In another part of the country, the Council of Athabascan Tribal Governments in Alaska received $263,377 from the DLT program for telehealth projects. The funding will provide video- conferencing equipment for clinical project sites located in Alaska’s rural Yukon Koyukuk Census area and serve 985 people in five villages.
The telemedical equipment will enable face-to-face medical consultations between a local care provider and a patient on one end and then connect to a physician specialist at a distant large hospital. The video conferencing equipment will also be used to help local care providers keep up-to-date on new procedures and other aspects related to medical education.
In New York State, the Seneca Nation of Indians received $463,253 from USDA to purchase video conferencing equipment to use for telemedicine. The equipment will enable patients and their caregivers to be able to access mental health counseling and specialty care at a distance.
With the DLT funding, five end-user sites at Seneca Nation will have access to two psychiatric offices located hours away. The main clinic site, the Cattaraugus Indian Health Clinic will enable patients to connect to distant specialists. The equipment will also be used to train, update knowledge, and help maintain the needed level of expertise at local caregiver sites.

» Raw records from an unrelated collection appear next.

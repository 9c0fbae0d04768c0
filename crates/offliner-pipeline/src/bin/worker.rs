//! The worker process (spec §5 "Worker Pool"): composition root wiring the
//! concrete Redis-backed adapters to `JobPipeline` and running the
//! dequeue loop. This is the one place in the workspace allowed to depend
//! on every adapter crate — everything else talks only to `offliner-core`'s
//! ports.

use std::path::PathBuf;
use std::sync::Arc;
use std::time::Duration;

use anyhow::Context;
use tracing::{error, info, warn};

use offliner_broker::{RedisBroker, JOB_TIMEOUT_SECS};
use offliner_core::config::Config;
use offliner_core::config::PlatformBCredentials;
use offliner_core::domain::RequestId;
use offliner_core::ports::{BrokerPort, ProgressStorePort};
use offliner_download::ExternalToolEngine;
use offliner_pipeline::JobPipeline;
use offliner_quota::QuotaTracker;
use offliner_resolver::{MediaResolver, PlatformBClient, YoutubeToolClient};
use offliner_store::RedisProgressStore;

const DEQUEUE_TIMEOUT: Duration = Duration::from_secs(5);
const JOB_TIMEOUT: Duration = Duration::from_secs(JOB_TIMEOUT_SECS);

/// Exit codes (spec §6 "worker binary"): 0 on clean shutdown, non-zero on
/// broker unreachable or fatal worker error — `anyhow::Result` gets this for
/// free from `#[tokio::main]`, which exits 1 and prints the error chain on
/// `Err`.
#[tokio::main]
async fn main() -> anyhow::Result<()> {
    let app_root = std::env::var("OFFLINER_APP_ROOT").unwrap_or_else(|_| ".".to_string());
    offliner_core::logging::init_tracing(&PathBuf::from(&app_root).join("logs"), "offliner-worker");

    let config = Config::from_env();
    let temp_root = PathBuf::from(&app_root).join("Downloads").join("Temp");
    let output_root = PathBuf::from(&app_root).join("Downloads").join("Output");

    let broker = RedisBroker::connect(&config.redis_url)
        .await
        .context("failed to connect to broker")?;
    let progress: Arc<dyn ProgressStorePort> = Arc::new(
        RedisProgressStore::connect(&config.redis_url)
            .await
            .context("failed to connect to progress store")?,
    );

    let platform_b = platform_b_client(&config.platform_b);
    let resolver = MediaResolver::with_quota_limits(YoutubeToolClient::new(), platform_b, config.quota);
    let engine = ExternalToolEngine::new();
    let quota = Arc::new(QuotaTracker::new(config.quota));

    let pipeline = JobPipeline::new(
        Arc::new(resolver),
        Arc::new(engine),
        Arc::clone(&progress),
        quota,
        temp_root,
        output_root,
    );

    info!("worker ready, polling for jobs");
    run(broker, pipeline, progress).await;
    Ok(())
}

fn platform_b_client(credentials: &PlatformBCredentials) -> Option<PlatformBClient> {
    credentials
        .is_configured()
        .then(|| PlatformBClient::new(credentials.clone(), reqwest::Client::new()))
}

async fn run(broker: RedisBroker, pipeline: JobPipeline, progress: Arc<dyn ProgressStorePort>) {
    let mut shutdown = shutdown_signal();

    loop {
        tokio::select! {
            biased;
            () = &mut shutdown => {
                info!("shutdown signal received, draining");
                break;
            }
            dequeued = broker.dequeue(DEQUEUE_TIMEOUT) => {
                match dequeued {
                    Ok(Some(job)) => {
                        let request_id = job.request_id;
                        if tokio::time::timeout(JOB_TIMEOUT, pipeline.execute(job)).await.is_err() {
                            warn!(%request_id, "job exceeded timeout, marking errored");
                            mark_timed_out(&progress, request_id).await;
                        }
                        if let Err(e) = broker.ack(request_id).await {
                            warn!(%request_id, error = %e, "failed to ack completed job");
                        }
                    }
                    Ok(None) => {}
                    Err(e) => {
                        error!(error = %e, "dequeue failed, backing off");
                        tokio::time::sleep(Duration::from_secs(1)).await;
                    }
                }
            }
        }
    }
}

/// The job's own task tree is dropped with the timed-out future, so no
/// terminal state is ever published for it — publish one here instead,
/// then still `ack` so the broker doesn't redeliver it forever.
async fn mark_timed_out(progress: &Arc<dyn ProgressStorePort>, request_id: RequestId) {
    if let Err(e) = progress
        .update(request_id, &mut |record| {
            record.mark_error("job exceeded the maximum allowed runtime".to_string());
        })
        .await
    {
        warn!(%request_id, error = %e, "failed to publish timeout error state");
    }
}

#[cfg(unix)]
fn shutdown_signal() -> std::pin::Pin<Box<dyn std::future::Future<Output = ()> + Send>> {
    use tokio::signal::unix::{signal, SignalKind};
    Box::pin(async {
        let mut term = signal(SignalKind::terminate()).expect("failed to install SIGTERM handler");
        let mut int = signal(SignalKind::interrupt()).expect("failed to install SIGINT handler");
        tokio::select! {
            _ = term.recv() => {}
            _ = int.recv() => {}
        }
    })
}

#[cfg(not(unix))]
fn shutdown_signal() -> std::pin::Pin<Box<dyn std::future::Future<Output = ()> + Send>> {
    Box::pin(async {
        let _ = tokio::signal::ctrl_c().await;
    })
}
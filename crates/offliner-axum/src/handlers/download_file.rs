//! `GET /download_file/{request_id}` (spec §6): streams the finished
//! artifact and then destroys the staged file so a second request for the
//! same id 404s instead of re-downloading stale bytes.

use std::path::Path as FsPath;
use std::time::Duration;

use axum::body::Body;
use axum::extract::{Path, State};
use axum::http::header;
use axum::response::{IntoResponse, Response};
use tokio::fs::File;
use tokio_util::io::ReaderStream;

use offliner_core::domain::RequestId;

use crate::error::HttpError;
use crate::state::{AppState, JobService};

/// How long the finished artifact stays servable before it's swept. A
/// background sweep rather than an immediate delete, since the client
/// that triggers this request is the same client that just asked for
/// the file and may retry on a transient network blip.
const RETENTION_AFTER_SERVE: Duration = Duration::from_secs(30);

pub async fn download_file(
    State(state): State<AppState>,
    Path(request_id): Path<RequestId>,
) -> Result<Response, HttpError> {
    let record = state.observe(request_id).await;

    if !record.complete {
        return Err(HttpError::Conflict("download not finished".to_string()));
    }
    if record.error.is_some() {
        return Err(HttpError::NotFound("download failed".to_string()));
    }

    let file_path = record
        .file_path
        .ok_or_else(|| HttpError::NotFound("no artifact for this request".to_string()))?;

    let path = FsPath::new(&file_path);
    let file_name = path
        .file_name()
        .map(|n| n.to_string_lossy().into_owned())
        .unwrap_or_else(|| "download".to_string());

    let file = File::open(path)
        .await
        .map_err(|e| HttpError::NotFound(format!("artifact missing on disk: {e}")))?;

    let stream = ReaderStream::new(file);
    let body = Body::from_stream(stream);

    let disposition = format!("attachment; filename=\"{file_name}\"");
    let response = (
        [
            (header::CONTENT_TYPE, "application/octet-stream".to_string()),
            (header::CONTENT_DISPOSITION, disposition),
        ],
        body,
    )
        .into_response();

    schedule_cleanup(state, request_id, file_path);

    Ok(response)
}

/// Spec §6: "on response close, destroys the session directory and
/// schedules Progress Record removal after ~30s." The true session
/// scratch directory is already gone by the time this handler runs (the
/// pipeline tears it down at job completion); what's left to clean up
/// here is the staged output file and the Progress Record itself.
fn schedule_cleanup(state: AppState, request_id: RequestId, file_path: String) {
    tokio::spawn(async move {
        tokio::time::sleep(RETENTION_AFTER_SERVE).await;
        let _ = tokio::fs::remove_file(&file_path).await;
        state.forget(request_id).await;
    });
}
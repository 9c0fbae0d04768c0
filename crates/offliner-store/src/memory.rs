//! An in-process fake of the Progress Store, used by tests in this crate
//! and by downstream crates (pipeline, axum) that want to exercise the
//! port contract without a real Redis instance.

use std::collections::HashMap;
use std::sync::Mutex;

use async_trait::async_trait;

use offliner_core::ports::ProgressStorePort;
use offliner_core::{CoreError, ProgressRecord, RequestId};

/// Same semantics as `RedisProgressStore`, minus the TTL eviction (tests
/// don't run long enough for it to matter) and minus cross-process
/// visibility.
#[derive(Default)]
pub struct InMemoryProgressStore {
    records: Mutex<HashMap<RequestId, ProgressRecord>>,
}

impl InMemoryProgressStore {
    #[must_use]
    pub fn new() -> Self {
        Self::default()
    }
}

#[async_trait]
impl ProgressStorePort for InMemoryProgressStore {
    async fn create(
        &self,
        id: RequestId,
        total_items: u32,
        temp_dir: &str,
    ) -> Result<(), CoreError> {
        let mut records = self.records.lock().unwrap();
        if records.contains_key(&id) {
            return Err(CoreError::InputInvalid {
                message: format!("progress record already exists for {id}"),
            });
        }
        records.insert(id, ProgressRecord::new(total_items, temp_dir));
        Ok(())
    }

    async fn update(
        &self,
        id: RequestId,
        mutate: &mut (dyn FnMut(&mut ProgressRecord) + Send),
    ) -> Result<(), CoreError> {
        let mut records = self.records.lock().unwrap();
        if let Some(record) = records.get_mut(&id) {
            mutate(record);
        }
        Ok(())
    }

    async fn get(&self, id: RequestId) -> ProgressRecord {
        self.records
            .lock()
            .unwrap()
            .get(&id)
            .cloned()
            .unwrap_or_else(ProgressRecord::not_found)
    }

    async fn request_cancel(&self, id: RequestId) -> Result<(), CoreError> {
        self.update(id, &mut |r| r.cancel_requested = true).await
    }

    async fn is_cancelled(&self, id: RequestId) -> Result<bool, CoreError> {
        Ok(self
            .records
            .lock()
            .unwrap()
            .get(&id)
            .is_some_and(|r| r.cancel_requested))
    }

    async fn remove(&self, id: RequestId) -> Result<(), CoreError> {
        self.records.lock().unwrap().remove(&id);
        Ok(())
    }
}

#[cfg(test)]
mod tests {
    use super::*;

    #[tokio::test]
    async fn create_then_duplicate_create_fails() {
        let store = InMemoryProgressStore::new();
        let id = RequestId::new();
        store.create(id, 3, "/tmp/sess").await.unwrap();
        assert!(store.create(id, 3, "/tmp/sess").await.is_err());
    }

    #[tokio::test]
    async fn update_merges_and_preserves_other_fields() {
        let store = InMemoryProgressStore::new();
        let id = RequestId::new();
        store.create(id, 5, "/tmp/sess").await.unwrap();
        store
            .update(id, &mut |r| {
                r.percent = 42;
                r.status = "Downloading...".to_string();
            })
            .await
            .unwrap();
        let record = store.get(id).await;
        assert_eq!(record.percent, 42);
        assert_eq!(record.total_items, 5);
    }

    #[tokio::test]
    async fn update_on_absent_key_is_a_no_op() {
        let store = InMemoryProgressStore::new();
        let id = RequestId::new();
        store.update(id, &mut |r| r.percent = 1).await.unwrap();
        let record = store.get(id).await;
        assert_eq!(record.error.as_deref(), Some("Session not found"));
    }

    #[tokio::test]
    async fn get_on_absent_key_returns_synthetic_record() {
        let store = InMemoryProgressStore::new();
        let record = store.get(RequestId::new()).await;
        assert!(record.complete);
        assert_eq!(record.error.as_deref(), Some("Session not found"));
    }

    #[tokio::test]
    async fn cancel_is_monotonic() {
        let store = InMemoryProgressStore::new();
        let id = RequestId::new();
        store.create(id, 1, "/tmp/sess").await.unwrap();
        assert!(!store.is_cancelled(id).await.unwrap());
        store.request_cancel(id).await.unwrap();
        assert!(store.is_cancelled(id).await.unwrap());
        // A later unrelated update must not clear the flag.
        store.update(id, &mut |r| r.percent = 10).await.unwrap();
        assert!(store.is_cancelled(id).await.unwrap());
    }

    #[tokio::test]
    async fn remove_deletes_key() {
        let store = InMemoryProgressStore::new();
        let id = RequestId::new();
        store.create(id, 1, "/tmp/sess").await.unwrap();
        store.remove(id).await.unwrap();
        let record = store.get(id).await;
        assert_eq!(record.error.as_deref(), Some("Session not found"));
    }
}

In Washington State and Eastern Oregon, DLT funding for $329,269 will be used to purchase telemedical equipment for a consortium of 12 healthcare organizations sponsored by the Kadlec Regional Medical Center (KRMC) in Richland, The healthcare organizations have banded together to serve 19 video endpoint sites at rural clinics in the geographic area along the Columbia River.
Medical carts equipped with cameras, video monitors, and medical exam devices will be purchased for the video endpoint sites and specialized servers to bridge, schedule, and otherwise manage the total operation from a central location, will be purchased for the KRMC.